Kotche’s stance is typical. This era is ripe for new music branching, for a few reasons:
The new generation of classical musicians grew up listening to everything, and still do. “I think we just grew up listening to indie music, folk, jazz, everything,” Kotche says. When I interviewed the operatic tenor Matthew Polenzani last winter, he came in listening to Led Zeppelin. The composer David Lang told me that 20 out of 30 times, if you asked him what he’d just listened to, the answer would be Bob Dylan.
Young people are allergic to exclusion. After self-esteem, anti-bullying, tolerance curricula in elementary school, the musicians leading the vanguard now don’t want to say something or someone doesn’t belong in their club. It’s a far cry from the near-exclusion of the audience—a party that would seem vital to the musical experience—during the era of the composer Milton Babbitt’s essay “Who Cares If You Listen?” In fact, one of the leading new-music websites today is called I Care If You Listen.
Developments in new music have brought it closer to other genres. When new music abandoned tonality and took up mathematics in the middle of the 20th century, it was nothing like popular forms. Kotche points to the rise of minimalists such as Terry Riley and Steve Reich as forging the new links. Repetition and rhythms finding a groove connected with crossover listeners that couldn’t find a foothold with 12-tone serialism.
Then there's advertising. New music may be a lot more popular today than it was 30 years ago, but it still faces an image problem with people who think it’s all “bleep-blop-bloop music,” as Maverick Ensemble’s William Jason Raynovich puts it. Putting Glenn Kotche’s name on a project immediately gets the attention of the anti-bloppers.
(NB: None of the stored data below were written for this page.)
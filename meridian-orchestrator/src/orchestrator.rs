// ABOUTME: RetrievalOrchestrator: single query() operation tying tenant resolution, fan-out, and synthesis together

use std::sync::Arc;
use std::time::Instant;

use meridian_ess::EssAdapter;
use meridian_graph::GraphStore;
use meridian_providers::EmbeddingProvider;
use meridian_rag::VectorStorage;
use meridian_tenancy::TenantRegistry;

use crate::error::{OrchestratorError, Result};
use crate::fanout::fan_out;
use crate::flags::QueryFlags;
use crate::synthesis::synthesize;
use crate::types::SynthesizedAnswer;

pub struct RetrievalOrchestrator {
    tenants: Arc<TenantRegistry>,
    vector_store: Arc<dyn VectorStorage>,
    graph_store: Arc<dyn GraphStore>,
    embedder: Arc<dyn EmbeddingProvider>,
    ess: Option<Arc<EssAdapter>>,
}

impl std::fmt::Debug for RetrievalOrchestrator {
    fn fmt(&self, f: &mut std::fmt::Formatter<'_>) -> std::fmt::Result {
        f.debug_struct("RetrievalOrchestrator")
            .field("ess_enabled", &self.ess.is_some())
            .finish_non_exhaustive()
    }
}

impl RetrievalOrchestrator {
    #[must_use]
    pub fn new(
        tenants: Arc<TenantRegistry>,
        vector_store: Arc<dyn VectorStorage>,
        graph_store: Arc<dyn GraphStore>,
        embedder: Arc<dyn EmbeddingProvider>,
        ess: Option<Arc<EssAdapter>>,
    ) -> Self {
        Self {
            tenants,
            vector_store,
            graph_store,
            embedder,
            ess,
        }
    }

    /// # Errors
    /// Returns an error only when the tenant cannot be resolved as active
    /// or the query embedding call itself fails; every backend failure
    /// downstream of that is absorbed into the synthesized answer.
    pub async fn query(&self, tenant_id: &str, text: &str, flags: &QueryFlags) -> Result<SynthesizedAnswer> {
        let start = Instant::now();

        self.tenants
            .require_active(tenant_id)
            .await
            .map_err(|_| OrchestratorError::TenantUnavailable(tenant_id.to_string()))?;

        let query_vec = self
            .embedder
            .embed(&[text.to_string()])
            .await
            .map_err(|e| OrchestratorError::Embedding(e.to_string()))?
            .into_iter()
            .next()
            .ok_or_else(|| OrchestratorError::Embedding("embedder returned no vector".to_string()))?;

        let (vector, graph, ess) = fan_out(
            &self.vector_store,
            &self.graph_store,
            self.ess.as_ref(),
            tenant_id,
            text,
            &query_vec.0,
            flags,
        )
        .await;

        let mut answer = synthesize(&vector, &graph, &ess);
        answer.timings.total = start.elapsed();
        Ok(answer)
    }
}
// ABOUTME: Source normalization: extract a title from the first heading, else fall back to filename
// ABOUTME: Handles Markdown/plain-text/structured-document flavors uniformly by stripping to plain text

use std::sync::LazyLock;

use regex::Regex;

static MD_HEADING: LazyLock<Regex> = LazyLock::new(|| Regex::new(r"(?m)^#{1,6}\s+(.+)$").unwrap());
static FRONT_MATTER: LazyLock<Regex> = LazyLock::new(|| Regex::new(r"(?s)^---\n.*?\n---\n").unwrap());

#[derive(Debug, Clone)]
pub struct NormalizedDocument {
    pub title: String,
    pub content: String,
}

/// Strips YAML front matter and extracts a title from the first Markdown
/// heading; other document flavors pass through content unchanged.
#[must_use]
pub fn normalize(raw: &str, filename: &str) -> NormalizedDocument {
    let stripped = FRONT_MATTER.replace(raw, "");
    let title = MD_HEADING
        .captures(&stripped)
        .and_then(|c| c.get(1))
        .map(|m| m.as_str().trim().to_string())
        .unwrap_or_else(|| title_from_filename(filename));
    NormalizedDocument {
        title,
        content: stripped.trim().to_string(),
    }
}

fn title_from_filename(filename: &str) -> String {
    let base = filename.rsplit('/').next().unwrap_or(filename);
    base.rsplit_once('.').map_or(base, |(stem, _)| stem).to_string()
}

#[cfg(test)]
mod tests {
    use super::*;

    #[test]
    fn extracts_title_from_first_heading() {
        let doc = normalize("# My Title\n\nbody text", "fallback.md");
        assert_eq!(doc.title, "My Title");
        assert!(doc.content.contains("body text"));
    }

    #[test]
    fn falls_back_to_filename_when_no_heading() {
        let doc = normalize("plain content, no heading here", "notes/weekly-report.md");
        assert_eq!(doc.title, "weekly-report");
    }

    #[test]
    fn strips_front_matter_before_heading_search() {
        let doc = normalize("---\ntitle: ignored\n---\n# Real Title\nbody", "x.md");
        assert_eq!(doc.title, "Real Title");
    }
}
Plus, people like it. Despite Arnold Schoenberg’s prediction that in the future milkmen would whistle his music (he was also wrong about the continued existence of milkmen), the general public has never taken to atonality. When new music joins forces with other genres, the result is usually tonal, rhythmic, and considerate of listeners.
Maybe casual atonal whistling still lies in the future, but if we get there, it’s going to be more gradually than Schoenberg’s predicted revolution. And the trip is going to be a lot more fun.